== GIVEN ENTRIES ==

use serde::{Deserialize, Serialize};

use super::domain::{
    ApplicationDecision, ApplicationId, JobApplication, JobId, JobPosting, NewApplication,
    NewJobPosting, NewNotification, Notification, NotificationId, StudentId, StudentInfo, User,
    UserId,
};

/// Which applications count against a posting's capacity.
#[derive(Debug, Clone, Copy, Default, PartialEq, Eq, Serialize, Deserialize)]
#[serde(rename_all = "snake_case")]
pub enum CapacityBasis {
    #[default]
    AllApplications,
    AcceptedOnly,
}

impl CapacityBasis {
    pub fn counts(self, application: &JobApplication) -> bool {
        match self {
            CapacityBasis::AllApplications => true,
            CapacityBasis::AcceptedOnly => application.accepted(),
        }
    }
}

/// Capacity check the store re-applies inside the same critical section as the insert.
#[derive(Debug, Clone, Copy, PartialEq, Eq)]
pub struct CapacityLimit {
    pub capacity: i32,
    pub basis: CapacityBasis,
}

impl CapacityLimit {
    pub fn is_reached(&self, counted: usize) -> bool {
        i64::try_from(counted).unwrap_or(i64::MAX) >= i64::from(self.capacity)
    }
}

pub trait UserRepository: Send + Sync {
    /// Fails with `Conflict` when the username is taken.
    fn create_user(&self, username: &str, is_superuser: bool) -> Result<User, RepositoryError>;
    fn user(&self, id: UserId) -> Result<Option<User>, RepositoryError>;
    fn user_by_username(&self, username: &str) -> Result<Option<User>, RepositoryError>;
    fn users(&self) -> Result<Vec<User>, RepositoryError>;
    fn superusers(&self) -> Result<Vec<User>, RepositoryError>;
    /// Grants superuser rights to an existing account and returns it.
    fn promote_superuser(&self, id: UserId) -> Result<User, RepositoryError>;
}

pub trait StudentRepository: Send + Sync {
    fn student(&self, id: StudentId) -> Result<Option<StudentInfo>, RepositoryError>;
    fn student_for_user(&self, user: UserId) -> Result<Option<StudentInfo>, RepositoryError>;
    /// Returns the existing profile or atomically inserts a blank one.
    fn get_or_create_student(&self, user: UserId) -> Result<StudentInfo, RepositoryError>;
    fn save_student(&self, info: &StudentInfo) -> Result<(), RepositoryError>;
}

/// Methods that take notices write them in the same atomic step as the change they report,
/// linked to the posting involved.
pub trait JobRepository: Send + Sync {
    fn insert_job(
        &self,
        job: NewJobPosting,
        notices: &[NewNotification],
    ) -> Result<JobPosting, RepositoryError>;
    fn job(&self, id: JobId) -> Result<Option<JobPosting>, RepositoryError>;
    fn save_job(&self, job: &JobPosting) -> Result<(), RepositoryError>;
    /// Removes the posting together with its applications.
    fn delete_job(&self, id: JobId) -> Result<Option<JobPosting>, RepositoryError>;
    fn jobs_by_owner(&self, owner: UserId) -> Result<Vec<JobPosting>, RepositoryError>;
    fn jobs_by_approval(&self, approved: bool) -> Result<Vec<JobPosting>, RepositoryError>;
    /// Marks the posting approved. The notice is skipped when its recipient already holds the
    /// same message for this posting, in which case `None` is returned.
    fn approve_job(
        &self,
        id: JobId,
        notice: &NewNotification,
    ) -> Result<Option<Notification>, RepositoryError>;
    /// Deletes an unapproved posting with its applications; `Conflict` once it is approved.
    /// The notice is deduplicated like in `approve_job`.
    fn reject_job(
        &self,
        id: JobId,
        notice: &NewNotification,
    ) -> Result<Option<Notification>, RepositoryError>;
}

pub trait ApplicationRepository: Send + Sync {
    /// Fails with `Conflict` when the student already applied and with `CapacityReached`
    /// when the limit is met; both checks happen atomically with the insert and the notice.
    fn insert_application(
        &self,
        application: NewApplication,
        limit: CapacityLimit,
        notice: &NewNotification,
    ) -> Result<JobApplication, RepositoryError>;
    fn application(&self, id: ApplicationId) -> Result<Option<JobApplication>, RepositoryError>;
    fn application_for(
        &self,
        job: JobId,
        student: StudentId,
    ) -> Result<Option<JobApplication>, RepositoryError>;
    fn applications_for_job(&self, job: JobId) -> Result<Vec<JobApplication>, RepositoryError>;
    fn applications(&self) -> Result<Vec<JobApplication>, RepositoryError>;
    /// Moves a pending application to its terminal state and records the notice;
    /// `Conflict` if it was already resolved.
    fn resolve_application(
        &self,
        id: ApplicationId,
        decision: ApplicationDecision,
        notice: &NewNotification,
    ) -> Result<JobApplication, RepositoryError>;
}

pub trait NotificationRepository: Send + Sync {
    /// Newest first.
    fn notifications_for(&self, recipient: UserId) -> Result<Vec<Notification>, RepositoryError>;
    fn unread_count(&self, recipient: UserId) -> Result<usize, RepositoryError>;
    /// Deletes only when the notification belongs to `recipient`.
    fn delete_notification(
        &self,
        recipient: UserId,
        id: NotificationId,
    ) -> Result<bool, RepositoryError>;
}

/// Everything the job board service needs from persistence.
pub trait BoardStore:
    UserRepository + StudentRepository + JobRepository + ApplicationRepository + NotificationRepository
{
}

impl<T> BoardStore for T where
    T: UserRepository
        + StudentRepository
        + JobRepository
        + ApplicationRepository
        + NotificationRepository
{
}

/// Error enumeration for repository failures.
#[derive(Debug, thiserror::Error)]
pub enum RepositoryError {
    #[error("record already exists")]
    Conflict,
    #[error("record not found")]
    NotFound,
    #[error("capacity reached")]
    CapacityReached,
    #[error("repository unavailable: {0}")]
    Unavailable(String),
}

== TASK TO CARRY OUT ==
Write out each line above containing "Option".

== SOLUTION TO THIS EXERCISE ==
    fn user(&self, id: UserId) -> Result<Option<User>, RepositoryError>;
    fn user_by_username(&self, username: &str) -> Result<Option<User>, RepositoryError>;
    fn student(&self, id: StudentId) -> Result<Option<StudentInfo>, RepositoryError>;
    fn student_for_user(&self, user: UserId) -> Result<Option<StudentInfo>, RepositoryError>;
    fn job(&self, id: JobId) -> Result<Option<JobPosting>, RepositoryError>;
    fn delete_job(&self, id: JobId) -> Result<Option<JobPosting>, RepositoryError>;
    ) -> Result<Option<Notification>, RepositoryError>;
    ) -> Result<Option<Notification>, RepositoryError>;
    fn application(&self, id: ApplicationId) -> Result<Option<JobApplication>, RepositoryError>;
    ) -> Result<Option<JobApplication>, RepositoryError>;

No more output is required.